2.2. Creation of new miRNA target sites by SNPs

2.2.1. MDM4 | miR-191 or miR-877-3p

Mdm2-like p53-binding protein (MDM4) is an oncoprotein that negatively regulates the p53 tumour suppressor protein [70]. It is well documented that overexpression of this protein leads to cancer development [70]. Recent studies suggested that the variation in the 3'-UTR of MDM4 can lead to a decreased risk of various malignancies [4247]. The occurrence of the C minor allele (SNP rs4245739 A>C) in the 3'-UTR of MDM4 has been shown to decrease the risk of cancer, and delay the progression of metastasis and cancer-related death [4247]. Numerous studies have shown that introduction of this C minor SNP creates a new binding site for miR-191 [4246] and/or miR-887-3p [42,43,47], and this leads to a decreased level of MDM4 protein. Moreover, a recently conducted meta-analysis of 69 477 subjects (19 796 cases of nine various type of cancer and 49 681 controls) showed that the above-mentioned SNP correlates with a reduced overall risk of cancer [71].

2.2.2. ΔNp63 | miR-140-5p

p63 is another tumour suppressor protein belonging to the p53 family. Because of different promoters and alternative splicing, there are two major isoforms of TP63: TAp63 (acidic transactivation domain present) and ΔNp63 (no transactivation domain) [72]. Interestingly, in vivo experiments indicate that TAp63 acts like a tumour suppressor gene, whereas ΔNp63 is an oncogene [7375]. Wang et al. [48] found that the SNP rs35592567 (C>T) in the 3′-UTR of ΔNp63 has an impact on bladder cancer risk. Analysis showed that the T allele is correlated with a decreased risk of bladder cancer because miR-140-5p is able to bind to the 3'-UTR of ΔNp63. Overexpression of miR-140-5p in 5637 cells (urinary bladder grade II carcinoma cells) attenuated cell migration and invasion and inhibited cell proliferation [48].
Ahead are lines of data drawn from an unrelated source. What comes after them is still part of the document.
//! Operator confirmation.
//!
//! A prompt loop with states {Prompting, Confirmed, Declined, Aborted}. Unrecognised answers
//! re-prompt; nothing defaults to either choice. Input comes through `OperatorInput` so the
//! loop runs against scripted answers in tests.

use std::io::{self, BufRead, Write};

use colored::Colorize;

use crate::error::{FleetError, FleetResult};

pub trait OperatorInput {
    /// Print `prompt` and read one line. `None` once input is closed.
    fn ask(&self, prompt: &str) -> FleetResult<Option<String>>;
}

#[derive(Debug, Default, Clone, Copy)]
pub struct StdinInput;

impl OperatorInput for StdinInput {
    fn ask(&self, prompt: &str) -> FleetResult<Option<String>> {
        eprint!("{} {} ", "??".blue().bold(), prompt);
        io::stderr().flush()?;

        let mut line = String::new();
        let read = io::stdin().lock().read_line(&mut line)?;
        if read == 0 {
            return Ok(None);
        }
        Ok(Some(line.trim().to_string()))
    }
}

#[derive(Debug, Clone, Copy, PartialEq, Eq)]
pub enum ConfirmState {
    Prompting,
    Confirmed,
    Declined,
    Aborted,
}

impl ConfirmState {
    /// Transition from `Prompting` on one answer.
    pub fn on_answer(self, answer: &str, strict: bool) -> Self {
        if self != ConfirmState::Prompting {
            return self;
        }
        match (answer.trim().to_ascii_lowercase().as_str(), strict) {
            ("yes", _) | ("y", false) => ConfirmState::Confirmed,
            ("no", _) | ("n", false) => ConfirmState::Declined,
            ("quit", _) | ("q", false) => ConfirmState::Aborted,
            _ => ConfirmState::Prompting,
        }
    }
}

/// Ask until the answer settles. `strict` (destructive actions) only takes full words.
pub fn confirm(input: &dyn OperatorInput, question: &str, strict: bool) -> FleetResult<ConfirmState> {
    let choices = if strict { "[yes/no/quit]" } else { "[y/n/q]" };
    let prompt = format!("{question} {choices}");
    let mut state = ConfirmState::Prompting;

    while state == ConfirmState::Prompting {
        let Some(answer) = input.ask(&prompt)? else {
            return Ok(ConfirmState::Aborted);
        };
        state = state.on_answer(&answer, strict);
        if state == ConfirmState::Prompting {
            if strict {
                println!("   Please type yes, no or quit.");
            } else {
                println!("   Please answer y, n or q.");
            }
        }
    }
    Ok(state)
}

/// Ask for one of `choices`, re-prompting on anything else.
pub fn choose<'a>(
    input: &dyn OperatorInput,
    question: &str,
    choices: &[&'a str],
) -> FleetResult<&'a str> {
    let prompt = format!("{question} [{}]", choices.join("/"));
    loop {
        let Some(answer) = input.ask(&prompt)? else {
            return Err(FleetError::Aborted);
        };
        let answer = answer.trim().to_ascii_lowercase();
        if answer == "quit" {
            return Err(FleetError::Aborted);
        }
        if let Some(choice) = choices.iter().find(|c| **c == answer) {
            return Ok(*choice);
        }
        println!("   Please answer one of: {}", choices.join(", "));
    }
}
2.2.3. HNF1B | miR-214-5p and miR-550a-5p

Another example of a positive effect of a SNP on a disease risk is rs2229295 (C>A), which is located in the 3′-UTR of hepatocyte nuclear factor 1-beta (HNF1B) mRNA. This gene encodes a transcription factor known to be a regulator of growth and development in the pancreas [76]. Since HNF1B has a role in controlling hepatic insulin activity and glucose metabolism in vivo [77], Goda et al. [49] suggested that the rs2229295 SNP may correlate with susceptibility for type 2 diabetes mellitus (T2DM). Using luciferase reporter vectors, they demonstrated that the A allele constructs were regulated by two miRNAs: miR-214-5p and miR-550a-5p, whereas C allele constructs were not. Hence, the presence of A allele decreases HNF1B protein levels and has a protective effect against T2DM [49].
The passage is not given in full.